Он вдруг посмотрел на меня удивлённо, а на Максима почти с раздражением.

– Кто же имеет… отношение к этим детям? – ещё раз спросил я, словно прослушав его ответ. – Подобные им взрослые… особи… есть?

– Мы никого не нашли пока. Либо эти недоростки появились совсем недавно и ещё не успели вырасти. Либо они, вырастая, изменяются… Либо они выросли в тех, кого мы ещё не знаем. К своему счастью…

– Они только в нашей стране встречались… такие подростки? Есть известия о том, что…

– Нет таких известий. Нет! Потом, работа только началась – эти подростки поступили к нам несколько дней назад. И вообще, я, по сути говоря, имею дело с жидкостями, а не… с людьми. Так что…

Специалист вновь с неудовольствием посмотрел на Максима – и совсем раздражённо, даже не пытаясь скрыть эмоции, на меня.

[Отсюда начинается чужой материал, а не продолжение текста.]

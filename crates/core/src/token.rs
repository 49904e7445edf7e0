// Bearer token decoding
//
// The payload segment is read for display and routing only. The signature is
// not checked; protected endpoints verify it server side.

use base64::alphabet;
use base64::engine::general_purpose::{GeneralPurpose, GeneralPurposeConfig};
use base64::engine::DecodePaddingMode;
use base64::Engine;
use serde_json::{Map, Value};

use crate::error::DecodeError;
use crate::role::Role;
use crate::session::Identity;

const LENIENT: GeneralPurposeConfig =
    GeneralPurposeConfig::new().with_decode_padding_mode(DecodePaddingMode::Indifferent);

const STANDARD_LENIENT: GeneralPurpose = GeneralPurpose::new(&alphabet::STANDARD, LENIENT);
const URL_SAFE_LENIENT: GeneralPurpose = GeneralPurpose::new(&alphabet::URL_SAFE, LENIENT);

/// Decode the identity claims carried by `token`.
///
/// The subject comes from `sub`, falling back to `email`. A missing `role`
/// claim yields [`Role::Student`].
pub fn decode(token: &str) -> Result<Identity, DecodeError> {
    let payload = token.split('.').nth(1).ok_or(DecodeError::Malformed)?;
    let bytes = decode_segment(payload)?;
    let text = String::from_utf8(bytes)?;
    let claims: Value = serde_json::from_str(&text)?;
    let claims = claims.as_object().ok_or(DecodeError::NotAnObject)?;

    let email = string_claim(claims, "sub")
        .or_else(|| string_claim(claims, "email"))
        .ok_or(DecodeError::MissingSubject)?;

    let role = match claims.get("role") {
        None | Some(Value::Null) => Role::Student,
        Some(Value::String(s)) if s.is_empty() => Role::Student,
        Some(Value::String(s)) => s
            .parse()
            .map_err(|_| DecodeError::UnknownRole(s.clone()))?,
        Some(other) => return Err(DecodeError::UnknownRole(other.to_string())),
    };

    Ok(Identity::new(email, role))
}

/// JWTs use unpadded base64url; tokens from older issuers use the standard alphabet.
fn decode_segment(segment: &str) -> Result<Vec<u8>, base64::DecodeError> {
    STANDARD_LENIENT
        .decode(segment)
        .or_else(|_| URL_SAFE_LENIENT.decode(segment))
}

fn string_claim<'a>(claims: &'a Map<String, Value>, name: &str) -> Option<&'a str> {
    claims
        .get(name)
        .and_then(Value::as_str)
        .filter(|s| !s.is_empty())
}
// Portal roles
//
// A role decides which route tree a session may open and which API
// capabilities the server grants it.

use serde::{Deserialize, Serialize};
use std::str::FromStr;
use thiserror::Error;

/// User role carried in the token's `role` claim.
/// - `STUDENT`: academic records, results, documents, schedules
/// - `FACULTY`: own profile
/// - `ADMIN`: bulk uploads and notices
#[derive(Debug, Clone, Copy, PartialEq, Eq, Hash, Serialize, Deserialize)]
#[serde(rename_all = "UPPERCASE")]
pub enum Role {
    Student,
    Faculty,
    Admin,
}

impl Role {
    pub const ALL: [Role; 3] = [Role::Student, Role::Faculty, Role::Admin];

    pub fn as_str(&self) -> &'static str {
        match self {
            Role::Student => "STUDENT",
            Role::Faculty => "FACULTY",
            Role::Admin => "ADMIN",
        }
    }

    /// Landing page of the role's route tree (`"/" + lowercase(role)`)
    pub fn home_path(&self) -> &'static str {
        match self {
            Role::Student => "/student",
            Role::Faculty => "/faculty",
            Role::Admin => "/admin",
        }
    }
}

impl std::fmt::Display for Role {
    fn fmt(&self, f: &mut std::fmt::Formatter<'_>) -> std::fmt::Result {
        f.write_str(self.as_str())
    }
}

#[derive(Debug, Clone, PartialEq, Eq, Error)]
#[error("unknown role '{0}' (expected STUDENT, FACULTY or ADMIN)")]
pub struct ParseRoleError(pub String);

impl FromStr for Role {
    type Err = ParseRoleError;

    fn from_str(s: &str) -> Result<Self, Self::Err> {
        match s.trim().to_ascii_uppercase().as_str() {
            "STUDENT" => Ok(Role::Student),
            "FACULTY" => Ok(Role::Faculty),
            "ADMIN" => Ok(Role::Admin),
            _ => Err(ParseRoleError(s.to_string())),
        }
    }
}
// Admin dashboard commands

use std::path::PathBuf;

use anyhow::Result;
use campus_portal_core::api::{AdminApi, FileUpload, ScheduleUpload};
use campus_portal_core::Role;
use clap::Subcommand;

use super::App;

#[derive(Subcommand)]
pub enum AdminCommand {
    /// Bulk-create accounts from a spreadsheet
    UploadUsers {
        /// Spreadsheet of users
        #[arg(long, short)]
        file: PathBuf,

        /// Role given to every created account
        #[arg(long, short)]
        role: Role,
    },

    /// Upload academic records
    UploadAcademics {
        #[arg(long, short)]
        file: PathBuf,
    },

    /// Promote a batch to the next semester
    Promote {
        /// Batch, e.g. 2021
        batch: String,
    },

    /// Upload the detained students list
    DetainedList {
        #[arg(long, short)]
        file: PathBuf,
    },

    /// Upload internal marks
    InternalMarks {
        #[arg(long, short)]
        file: PathBuf,
    },

    /// Upload external results
    ExternalMarks {
        #[arg(long, short)]
        file: PathBuf,
    },

    /// Upload a class timetable
    Schedule {
        #[arg(long)]
        branch: String,

        #[arg(long)]
        year: u32,

        #[arg(long)]
        semester: u32,

        #[arg(long)]
        section: String,

        #[arg(long)]
        title: String,

        /// Timetable file
        #[arg(long, short)]
        file: PathBuf,
    },
}

pub async fn run(command: AdminCommand, app: &App) -> Result<()> {
    let api = AdminApi::new(&app.gateway);

    let message = match command {
        AdminCommand::UploadUsers { file, role } => {
            app.require_page("/admin/users")?;
            api.upload_users(FileUpload::from_path(&file)?, role).await?
        }
        AdminCommand::UploadAcademics { file } => {
            app.require_page("/admin/academics")?;
            api.upload_academics(FileUpload::from_path(&file)?).await?
        }
        AdminCommand::Promote { batch } => {
            app.require_page("/admin/academics")?;
            api.promote_batch(&batch).await?
        }
        AdminCommand::DetainedList { file } => {
            app.require_page("/admin/academics")?;
            api.upload_detained_list(FileUpload::from_path(&file)?).await?
        }
        AdminCommand::InternalMarks { file } => {
            app.require_page("/admin/marks")?;
            api.upload_internal_marks(FileUpload::from_path(&file)?).await?
        }
        AdminCommand::ExternalMarks { file } => {
            app.require_page("/admin/marks")?;
            api.upload_external_marks(FileUpload::from_path(&file)?).await?
        }
        AdminCommand::Schedule {
            branch,
            year,
            semester,
            section,
            title,
            file,
        } => {
            app.require_page("/admin/schedule")?;
            let schedule = ScheduleUpload {
                branch,
                year,
                semester,
                section,
                title,
            };
            api.upload_schedule(&schedule, FileUpload::from_path(&file)?).await?
        }
    };

    if !app.quiet {
        println!("{}", if message.is_empty() { "Done" } else { message.as_str() });
    }
    Ok(())
}
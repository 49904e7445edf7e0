// HTTP gateway for the portal API
//
// Every outbound call goes through here. The stored bearer token is attached
// when present, and a 401 from any endpoint ends the session: storage and
// memory are cleared, the navigator is sent to /login, and the caller gets
// `GatewayError::Unauthorized` instead of the response.

use reqwest::{multipart::Form, RequestBuilder, Response, StatusCode};
use serde::{de::DeserializeOwned, Serialize};
use std::sync::Arc;

use crate::config::PortalConfig;
use crate::context::SessionContext;
use crate::error::GatewayError;
use crate::routes::{Navigator, LOGIN_PATH};

pub struct HttpGateway {
    base_url: String,
    http: reqwest::Client,
    context: SessionContext,
    navigator: Arc<dyn Navigator>,
}

impl HttpGateway {
    pub fn new(
        config: &PortalConfig,
        context: SessionContext,
        navigator: Arc<dyn Navigator>,
    ) -> Result<Self, GatewayError> {
        let http = reqwest::Client::builder()
            .timeout(config.request_timeout)
            .build()?;

        Ok(Self {
            base_url: config.api_url.trim_end_matches('/').to_string(),
            http,
            context,
            navigator,
        })
    }

    pub fn base_url(&self) -> &str {
        &self.base_url
    }

    pub fn context(&self) -> &SessionContext {
        &self.context
    }

    fn url(&self, path: &str) -> String {
        format!("{}{}", self.base_url, path)
    }

    pub async fn get_json<T: DeserializeOwned>(&self, path: &str) -> Result<T, GatewayError> {
        let response = self.send(self.http.get(self.url(path))).await?;
        read_json(response).await
    }

    pub async fn get_json_with_query<T, Q>(&self, path: &str, query: &Q) -> Result<T, GatewayError>
    where
        T: DeserializeOwned,
        Q: Serialize + ?Sized,
    {
        let response = self
            .send(self.http.get(self.url(path)).query(query))
            .await?;
        read_json(response).await
    }

    pub async fn post_json<T: DeserializeOwned, B: Serialize + ?Sized>(
        &self,
        path: &str,
        body: &B,
    ) -> Result<T, GatewayError> {
        let response = self.send(self.http.post(self.url(path)).json(body)).await?;
        read_json(response).await
    }

    /// POST a JSON body and return the raw response text
    pub async fn post_json_text<B: Serialize + ?Sized>(
        &self,
        path: &str,
        body: &B,
    ) -> Result<String, GatewayError> {
        let response = self.send(self.http.post(self.url(path)).json(body)).await?;
        Ok(response.text().await?)
    }

    /// POST without a body and return the raw response text
    pub async fn post_text(&self, path: &str) -> Result<String, GatewayError> {
        let response = self.send(self.http.post(self.url(path))).await?;
        Ok(response.text().await?)
    }

    pub async fn post_multipart(&self, path: &str, form: Form) -> Result<String, GatewayError> {
        let response = self
            .send(self.http.post(self.url(path)).multipart(form))
            .await?;
        Ok(response.text().await?)
    }

    /// GET a binary body (document, schedule or notice attachment)
    pub async fn get_bytes(&self, path: &str) -> Result<Vec<u8>, GatewayError> {
        let response = self.send(self.http.get(self.url(path))).await?;
        Ok(response.bytes().await?.to_vec())
    }

    pub async fn get_bytes_with_query<Q: Serialize + ?Sized>(
        &self,
        path: &str,
        query: &Q,
    ) -> Result<Vec<u8>, GatewayError> {
        let response = self
            .send(self.http.get(self.url(path)).query(query))
            .await?;
        Ok(response.bytes().await?.to_vec())
    }

    fn authorize(&self, request: RequestBuilder) -> RequestBuilder {
        match self.context.bearer_token() {
            Some(token) => request.bearer_auth(token),
            None => request,
        }
    }

    async fn send(&self, request: RequestBuilder) -> Result<Response, GatewayError> {
        let request = self.authorize(request).build()?;
        let method = request.method().clone();
        let url = request.url().clone();
        tracing::debug!(%method, path = url.path(), "sending request");

        let response = self.http.execute(request).await?;
        let status = response.status();

        if status == StatusCode::UNAUTHORIZED {
            let message = response_message(response).await;
            tracing::warn!(%method, path = url.path(), "server rejected credentials, ending session");
            self.context.invalidate();
            self.navigator.navigate(LOGIN_PATH);
            return Err(GatewayError::Unauthorized { message });
        }

        if !status.is_success() {
            let message = response_message(response).await;
            tracing::debug!(%method, path = url.path(), status = status.as_u16(), "request failed");
            return Err(GatewayError::Api {
                status: status.as_u16(),
                message,
            });
        }

        Ok(response)
    }
}

async fn read_json<T: DeserializeOwned>(response: Response) -> Result<T, GatewayError> {
    let body = response.text().await?;
    serde_json::from_str(&body).map_err(|e| GatewayError::Decode(e.to_string()))
}

async fn response_message(response: Response) -> String {
    response
        .text()
        .await
        .ok()
        .and_then(|body| server_message(&body))
        .unwrap_or_default()
}

/// Human-readable message from an error body: a JSON `message` or `error`
/// field, a bare JSON string, or the trimmed text itself.
pub(crate) fn server_message(body: &str) -> Option<String> {
    let body = body.trim();
    if body.is_empty() {
        return None;
    }

    match serde_json::from_str::<serde_json::Value>(body) {
        Ok(serde_json::Value::String(s)) => Some(s).filter(|s| !s.is_empty()),
        Ok(serde_json::Value::Object(map)) => ["message", "error"]
            .iter()
            .find_map(|key| map.get(*key).and_then(|v| v.as_str()))
            .filter(|s| !s.is_empty())
            .map(str::to_string)
            .or_else(|| Some(body.to_string())),
        _ => Some(body.to_string()),
    }
}
// SPDX-License-Identifier: Apache-2.0
// Copyright Open Network Fabric Authors

//! Compile the declared underlay and VNIs into an [`FrrConfig`].
//!
//! Compilation is a pure function of its inputs: the hostname, the log level and the secrets are
//! handed in by the caller.

use config::ConfigError;
use config::external::{Neighbor, Underlay, Vni, validate_vnis};
use config::internal::{
    FrrConfig, IpFamily, NeighborConfig, RemoteAs, UnderlayConfig, VniConfig,
};
use ipam::NodeIndex;
use ipnet::IpNet;
use std::collections::BTreeMap;
use std::net::IpAddr;
use std::time::Duration;
#[allow(unused)]
use tracing::{debug, error, warn};

/// Hold times below this, other than zero, are rejected.
const MIN_HOLD_TIME: Duration = Duration::from_secs(3);

/// What compilation needs besides the declared objects.
#[derive(Clone, Debug, Default, PartialEq, Eq)]
pub struct CompileContext {
    /// Log level, in the vocabulary of the routing daemon.
    pub log_level: String,
    pub hostname: String,
    /// Neighbor passwords, by secret name.
    pub secrets: BTreeMap<String, String>,
}

/// Validate the BGP timers of a neighbor and convert them to whole seconds.
fn parse_timers(
    name: &str,
    hold: Option<Duration>,
    keepalive: Option<Duration>,
) -> Result<(Option<u64>, Option<u64>), ConfigError> {
    let (hold, keepalive) = match (hold, keepalive) {
        (None, None) => return Ok((None, None)),
        (Some(hold), Some(keepalive)) => (hold, keepalive),
        _ => return Err(ConfigError::TimersMismatch(name.to_owned())),
    };
    let rounded = Duration::from_secs(hold.as_secs());
    if !rounded.is_zero() && rounded < MIN_HOLD_TIME {
        return Err(ConfigError::InvalidHoldTime(name.to_owned(), hold));
    }
    if keepalive > hold {
        return Err(ConfigError::KeepaliveExceedsHold(
            name.to_owned(),
            keepalive,
            hold,
        ));
    }
    Ok((Some(hold.as_secs()), Some(keepalive.as_secs())))
}

fn resolve_password(
    neighbor: &Neighbor,
    secrets: &BTreeMap<String, String>,
) -> Result<Option<String>, ConfigError> {
    match (&neighbor.password, &neighbor.password_secret) {
        (Some(_), Some(_)) => Err(ConfigError::ConflictingPassword(neighbor.name())),
        (Some(password), None) => Ok(Some(password.clone())),
        (None, Some(secret)) => secrets
            .get(secret)
            .cloned()
            .map(Some)
            .ok_or_else(|| ConfigError::MissingSecret(neighbor.name(), secret.clone())),
        (None, None) => Ok(None),
    }
}

/// Translate a declared neighbor into a BGP session.
///
/// # Errors
///
/// Fails if the address is not an IP address, if the ASN is not set exactly once, on
/// inconsistent timers and on password issues.
pub fn neighbor_config(
    neighbor: &Neighbor,
    secrets: &BTreeMap<String, String>,
) -> Result<NeighborConfig, ConfigError> {
    let addr: IpAddr = neighbor
        .address
        .parse()
        .map_err(|_| ConfigError::InvalidAddress(neighbor.address.clone()))?;
    neighbor.validate_asn()?;
    let remote_as = match neighbor.dynamic_asn {
        Some(mode) if neighbor.asn == 0 => RemoteAs::from(mode),
        _ => RemoteAs::Number(neighbor.asn),
    };
    let name = neighbor.name();
    let (hold_time, keepalive_time) =
        parse_timers(&name, neighbor.hold_time, neighbor.keepalive_time)?;
    Ok(NeighborConfig {
        remote_as,
        ip_family: IpFamily::from(&addr),
        addr,
        port: neighbor.port,
        hold_time,
        keepalive_time,
        connect_time: neighbor.connect_time.map(|t| t.as_secs()),
        password: resolve_password(neighbor, secrets)?,
        bfd_profile: neighbor.bfd_profile.clone(),
        ebgp_multihop: neighbor.ebgp_multi_hop,
        name,
    })
}

fn vni_config(vni: &Vni, node_index: NodeIndex) -> Result<VniConfig, ConfigError> {
    let veths = ipam::veth_addresses(&vni.local_cidr, node_index)
        .map_err(|e| ConfigError::Ipam(vni.name.clone(), e))?;
    let local = veths.ns_side.addr();
    Ok(VniConfig {
        asn: vni.asn,
        vni: vni.vni,
        vrf: vni.vrf.clone(),
        local_neighbor: NeighborConfig::plain(vni.asn, local),
        to_advertise: vec![IpNet::from(local)],
    })
}

/// Compile the configuration of the routing daemon of node `node_index`.
///
/// # Errors
///
/// Fails unless there is exactly one underlay and at least one VNI, and on the first invalid
/// neighbor or address pool.
pub fn compile(
    node_index: NodeIndex,
    underlays: &[Underlay],
    vnis: &[Vni],
    ctx: &CompileContext,
) -> Result<FrrConfig, ConfigError> {
    let underlay = match underlays {
        [] => return Err(ConfigError::NoUnderlay),
        [underlay] => underlay,
        _ => return Err(ConfigError::TooManyInstances("Underlay", underlays.len())),
    };
    if vnis.is_empty() {
        return Err(ConfigError::NoVnis);
    }
    validate_vnis(vnis)?;

    let vtep = ipam::vtep_address(&underlay.vtep_cidr, node_index)
        .map_err(|e| ConfigError::Ipam(underlay.name.clone(), e))?;
    let neighbors = underlay
        .neighbors
        .iter()
        .map(|n| neighbor_config(n, &ctx.secrets))
        .collect::<Result<Vec<_>, _>>()?;
    let vnis = vnis
        .iter()
        .map(|vni| vni_config(vni, node_index))
        .collect::<Result<Vec<_>, _>>()?;
    debug!(
        "Compiled frr config for node {node_index}: {} neighbors, {} vnis",
        neighbors.len(),
        vnis.len()
    );

    Ok(FrrConfig {
        log_level: ctx.log_level.clone(),
        hostname: ctx.hostname.clone(),
        underlay: UnderlayConfig {
            asn: underlay.asn,
            vtep,
            neighbors,
        },
        vnis,
    })
}

#[cfg(test)]
mod tests {
    use super::*;
    use config::external::{
        DynamicAsnMode, NeighborBuilder, UnderlayBuilder, VniBuilder,
    };
    use pretty_assertions::assert_eq;

    fn ctx() -> CompileContext {
        CompileContext {
            log_level: "informational".to_string(),
            hostname: "node-0".to_string(),
            secrets: BTreeMap::from([("bgp-pass".to_string(), "s3cr3t".to_string())]),
        }
    }

    fn neighbor(asn: u32, address: &str) -> NeighborBuilder {
        let mut builder = NeighborBuilder::default();
        builder.asn(asn).address(address);
        builder
    }

    fn underlay(neighbors: Vec<Neighbor>) -> Underlay {
        UnderlayBuilder::default()
            .name("underlay")
            .asn(64514u32)
            .vtep_cidr("100.65.0.0/24")
            .nic("eth1")
            .neighbors(neighbors)
            .build()
            .unwrap()
    }

    fn vni(name: &str, vni: u32, cidr: &str) -> Vni {
        VniBuilder::default()
            .name(name)
            .asn(64514u32)
            .vni(vni)
            .vrf(name)
            .local_cidr(cidr)
            .vxlan_port(4789u16)
            .build()
            .unwrap()
    }

    fn plain_underlay() -> Underlay {
        underlay(vec![neighbor(64512, "192.168.11.2").build().unwrap()])
    }

    #[test]
    fn test_compile() {
        let config = compile(
            2,
            &[plain_underlay()],
            &[vni("red", 100, "192.169.10.0/24")],
            &ctx(),
        )
        .unwrap();
        assert_eq!(config.hostname, "node-0");
        assert_eq!(config.log_level, "informational");
        assert_eq!(config.underlay.asn, 64514);
        assert_eq!(config.underlay.vtep, "100.65.0.2/32".parse::<IpNet>().unwrap());
        assert_eq!(
            config.underlay.neighbors,
            [NeighborConfig::plain(64512, "192.168.11.2".parse().unwrap())]
        );
        assert_eq!(
            config.vnis,
            [VniConfig {
                asn: 64514,
                vni: 100,
                vrf: "red".to_string(),
                local_neighbor: NeighborConfig::plain(64514, "192.169.10.0".parse().unwrap()),
                to_advertise: vec!["192.169.10.0/32".parse().unwrap()],
            }]
        );
    }

    #[test]
    fn test_cardinality() {
        let vnis = [vni("red", 100, "192.169.10.0/24")];
        assert_eq!(
            compile(0, &[], &vnis, &ctx()),
            Err(ConfigError::NoUnderlay)
        );
        assert_eq!(
            ConfigError::NoUnderlay.to_string(),
            "Expected exactly one underlay, found 0"
        );
        assert_eq!(
            compile(0, &[plain_underlay(), plain_underlay()], &vnis, &ctx()),
            Err(ConfigError::TooManyInstances("Underlay", 2))
        );
        assert_eq!(
            compile(0, &[plain_underlay()], &[], &ctx()),
            Err(ConfigError::NoVnis)
        );
    }

    #[test]
    fn test_vnis_that_cannot_coexist() {
        let compile_vnis = |vnis: &[Vni]| compile(0, &[plain_underlay()], vnis, &ctx());
        assert_eq!(
            compile_vnis(&[
                vni("red", 100, "192.169.10.0/24"),
                vni("red", 200, "192.169.20.0/24")
            ]),
            Err(ConfigError::DuplicateVrf("red".to_string()))
        );
        assert_eq!(
            compile_vnis(&[
                vni("red", 100, "192.169.10.0/24"),
                vni("blue", 100, "192.169.20.0/24")
            ]),
            Err(ConfigError::DuplicateVni(100))
        );
        assert_eq!(
            compile_vnis(&[vni("red", 1 << 24, "192.169.10.0/24")]),
            Err(ConfigError::VniOutOfRange(1 << 24))
        );
        assert!(matches!(
            compile_vnis(&[vni("a-very-long-vrf", 100, "192.169.10.0/24")]),
            Err(ConfigError::VrfNameTooLong(name, _)) if name == "a-very-long-vrf"
        ));
    }

    #[test]
    fn test_neighbor_without_asn() {
        let n = neighbor(0, "192.168.11.2").build().unwrap();
        let result = compile(
            0,
            &[underlay(vec![n])],
            &[vni("red", 100, "192.169.10.0/24")],
            &ctx(),
        );
        assert_eq!(
            result,
            Err(ConfigError::MissingAsn("0@192.168.11.2".to_string()))
        );
    }

    #[test]
    fn test_dynamic_asn() {
        let n = neighbor(0, "192.168.11.2")
            .dynamic_asn(DynamicAsnMode::External)
            .build()
            .unwrap();
        let config = neighbor_config(&n, &BTreeMap::new()).unwrap();
        assert_eq!(config.remote_as, RemoteAs::External);
        assert_eq!(config.name, "external@192.168.11.2");

        let both = neighbor(64512, "192.168.11.2")
            .dynamic_asn(DynamicAsnMode::Internal)
            .build()
            .unwrap();
        assert!(matches!(
            neighbor_config(&both, &BTreeMap::new()),
            Err(ConfigError::ConflictingAsn(_))
        ));
    }

    #[test]
    fn test_invalid_address() {
        let n = neighbor(64512, "not-an-ip").build().unwrap();
        assert_eq!(
            neighbor_config(&n, &BTreeMap::new()),
            Err(ConfigError::InvalidAddress("not-an-ip".to_string()))
        );
    }

    #[test]
    fn test_timers() {
        let secs = Duration::from_secs;
        let name = "64512@10.0.0.1";
        assert_eq!(parse_timers(name, None, None), Ok((None, None)));
        assert_eq!(
            parse_timers(name, Some(secs(9)), None),
            Err(ConfigError::TimersMismatch(name.to_string()))
        );
        assert_eq!(
            parse_timers(name, None, Some(secs(3))),
            Err(ConfigError::TimersMismatch(name.to_string()))
        );
        assert_eq!(
            parse_timers(name, Some(secs(9)), Some(secs(10))),
            Err(ConfigError::KeepaliveExceedsHold(
                name.to_string(),
                secs(10),
                secs(9)
            ))
        );
        assert_eq!(
            parse_timers(name, Some(Duration::from_millis(2500)), Some(secs(1))),
            Err(ConfigError::InvalidHoldTime(
                name.to_string(),
                Duration::from_millis(2500)
            ))
        );
        /* below one second rounds down to zero, which disables keepalives */
        assert_eq!(
            parse_timers(
                name,
                Some(Duration::from_millis(900)),
                Some(Duration::from_millis(300))
            ),
            Ok((Some(0), Some(0)))
        );
        assert_eq!(
            parse_timers(name, Some(Duration::from_millis(9500)), Some(secs(3))),
            Ok((Some(9), Some(3)))
        );
    }

    #[test]
    fn test_neighbor_options_pass_through() {
        let n = neighbor(64512, "fd00::2")
            .port(Some(1790u16))
            .hold_time(Some(Duration::from_secs(90)))
            .keepalive_time(Some(Duration::from_secs(30)))
            .connect_time(Some(Duration::from_millis(5500)))
            .ebgp_multi_hop(true)
            .bfd_profile(Some("fast".to_string()))
            .password_secret(Some("bgp-pass".to_string()))
            .build()
            .unwrap();
        let config = neighbor_config(&n, &ctx().secrets).unwrap();
        assert_eq!(config.ip_family, IpFamily::Ipv6);
        assert_eq!(config.port, Some(1790));
        assert_eq!(config.hold_time, Some(90));
        assert_eq!(config.keepalive_time, Some(30));
        assert_eq!(config.connect_time, Some(5));
        assert!(config.ebgp_multihop);
        assert_eq!(config.bfd_profile.as_deref(), Some("fast"));
        assert_eq!(config.password.as_deref(), Some("s3cr3t"));
    }

    #[test]
    fn test_passwords() {
        let secrets = ctx().secrets;
        let literal = neighbor(64512, "10.0.0.1")
            .password(Some("plain".to_string()))
            .build()
            .unwrap();
        assert_eq!(
            neighbor_config(&literal, &secrets).unwrap().password.as_deref(),
            Some("plain")
        );

        let both = neighbor(64512, "10.0.0.1")
            .password(Some("plain".to_string()))
            .password_secret(Some("bgp-pass".to_string()))
            .build()
            .unwrap();
        assert_eq!(
            neighbor_config(&both, &secrets),
            Err(ConfigError::ConflictingPassword("64512@10.0.0.1".to_string()))
        );

        let missing = neighbor(64512, "10.0.0.1")
            .password_secret(Some("nope".to_string()))
            .build()
            .unwrap();
        assert_eq!(
            neighbor_config(&missing, &secrets),
            Err(ConfigError::MissingSecret(
                "64512@10.0.0.1".to_string(),
                "nope".to_string()
            ))
        );
    }

    #[test]
    fn test_bad_pool() {
        let result = compile(
            0,
            &[plain_underlay()],
            &[vni("red", 100, "not-a-cidr")],
            &ctx(),
        );
        assert!(matches!(result, Err(ConfigError::Ipam(name, _)) if name == "red"));
    }
}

На прощанье махнул полой белого халата.

Я ещё раз, словно на память, приложил руку к столику.

…Дверь. Лифт. Бумага о неразглашении, которую мне молча подсунули, а я молча её подписал. Пропуск. Пространство…

Милаев вышел вслед за мной вроде бы покурить, но без сигареты.

Я остановился, не оборачиваясь к нему, принюхался к раскалённому воздуху. Лето в этом году сбежало из ада. Пахло дымом, валокордином, жаровней, плотью.

– Слушайте, – окликнул меня Максим, – правду говорят, что вы одноклассник Велемира Шарова?

Мой главный тоже всё время об этом спрашивает.

Неправда.

* * *

“Когда всё это кончится?” – лениво спрашивал я себя, ковыряя ключом в замке своей квартиры.

Опять заперла дверь изнутри, ненавижу эту привычку. Приходишь в родной дом и стоишь, нажав звонок, минуту иногда. Минута, блядь, это очень много.

Дверь распахнули дети, сын и дочь.

Это они закрылись, зря я ругался. Чтобы достать до замка и закрыть дверь, они вдвоём подтаскивают стул к порогу. Чтобы открыть – опять подтаскивают.

Она ростом с цветочный горшок с лобастым цветком в нём.

Он с велосипедное колесо, только без обода и шины – весь на тонких золотых спицах: пальчики, плечики, ножки – всё струится и улыбается, как будто велосипед в солнечный день пролетел мимо.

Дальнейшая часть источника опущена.